Il paziente che la riceve cerca invano un coltello per tagliarla. Quello di plastica in dotazione è inadeguato e si spezza al primo assalto. Per questo ricorda – nelle sue precedenti peripezie ospedaliere – di aver sempre ricevuto mele cotte. Questa no, non è cotta. Senza coltello dovrebbe aggredirla a morsi, mettendo a dura prova l’impianto odontoiatrico non recentissimo e il fissante della dentiera. Rinuncia alla mela. Poco male. È la prima di una lunga serie di rinunce. Dopo l’intervento (momento di eccellenza di un ricovero degno di essere dimenticato: gli esseri umani ricordano l’assistenza ospedaliera più di quanto accade durante l’anestesia), tornato in reparto, deve rinunciare al tè, servito – incredibile, ma vero – in un piatto, non in una prevedibile tazza o in un banale bicchiere.

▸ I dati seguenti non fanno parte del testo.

//! # Repolink Providers
//!
//! Git hosting adapters used to onboard a repository into a deployment
//! pipeline: register a webhook, provision a read-only deploy key, and turn
//! each platform's webhook deliveries into one canonical event.
//!
//! ## Features
//!
//! - **GitHub**, **GitLab**, **Gitea** and **Bitbucket Cloud** adapters
//!   behind one [`GitProvider`] contract
//! - **Idempotent webhook registration**: an existing hook for the same
//!   callback URL is returned instead of a duplicate
//! - **Deploy keys**: Ed25519 pairs in OpenSSH encoding
//! - **Webhook normalization** with signature verification where the
//!   platform signs deliveries
//!
//! ## Example
//!
//! ```rust,ignore
//! use repolink_providers::{GitProvider, ProviderRegistry, ProviderSettings};
//! use repolink_types::ProviderKind;
//!
//! #[tokio::main]
//! async fn main() -> anyhow::Result<()> {
//!     let settings = ProviderSettings::from_env()?;
//!     let registry = ProviderRegistry::from_settings(&settings)?;
//!
//!     let github = registry.get(ProviderKind::Github).expect("registered");
//!     let outcome = github
//!         .add_webhook("acme", "app", "https://ci.example.com/hooks/github", "s3cret")
//!         .await?;
//!     println!("{}: {}", outcome.status.status_text(), outcome.webhook.id);
//!
//!     let key = github.add_deploy_key("acme", "app").await?;
//!     println!("{}", key.keys.fingerprint);
//!     Ok(())
//! }
//! ```

pub mod bitbucket;
pub mod client;
pub mod config;
pub mod error;
pub mod gitea;
pub mod github;
pub mod gitlab;
pub mod keys;
pub mod provider;
pub mod registry;
pub mod webhook;

// Re-export main types
pub use bitbucket::BitbucketProvider;
pub use config::ProviderSettings;
pub use error::{NormalizeError, ProviderError, Result};
pub use gitea::GiteaProvider;
pub use github::GithubProvider;
pub use gitlab::GitlabProvider;
pub use keys::generate_deploy_key;
pub use provider::GitProvider;
pub use registry::ProviderRegistry;

/// Version of the provider adapters.
pub const VERSION: &str = env!("CARGO_PKG_VERSION");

La bevanda resta irraggiungibile anche per il lieve tremore di parkinsoniano (lo aveva fatto presente, si era portato il farmaco da casa, ma non glielo hanno fatto recuperare dalla valigia). Dopo l’intervento chirurgico rinuncia a un antidolorifico (l’unico disponibile in reparto), oggetto di una improbabile riffa (persa) con il suo vicino di letto. Rinuncia anche alla coscia di pollo bollita, sigillata in un contenitore a prova di tremore manuale. La vaschetta oltre a garantire l’igiene del piatto, assicura il mancato consumo per un parkinsoniano, privo di assistenza: i parenti sono tenuti lontani per l’emergenza Covid, il personale c’è, ma sembra intento a verificare orari e straordinari. Rinuncerà anche – per più di quaranta giorni (40!) – al referto istologico. Cosa meno banale della mela e della coscia di pollo. Rinuncia a sedersi nella sala di aspetto dell’ambulatorio per la medicazione della ferita operatoria; quattro sedie sono rotte. Le altre sono occupate dai pazienti arrivati con anticipo. In verità un cartello intima di non arrivare in anticipo. Peccato che ci siano cinque convocati per la stessa ora e per un unico ambulatorio. Avrebbe rinunciato volentieri al ricovero (con prestazione professionale intramoenia, a pagamento) se non avesse avuto la consapevolezza della eccellenza dell’équipe chirurgica. Per la qualità dell’assistenza? Speriamo nella missione 6 del Piano nazionale di ripresa e resilienza, augurandoci che produca i suoi effetti per i pazienti prima della prossima ospedalizzazione.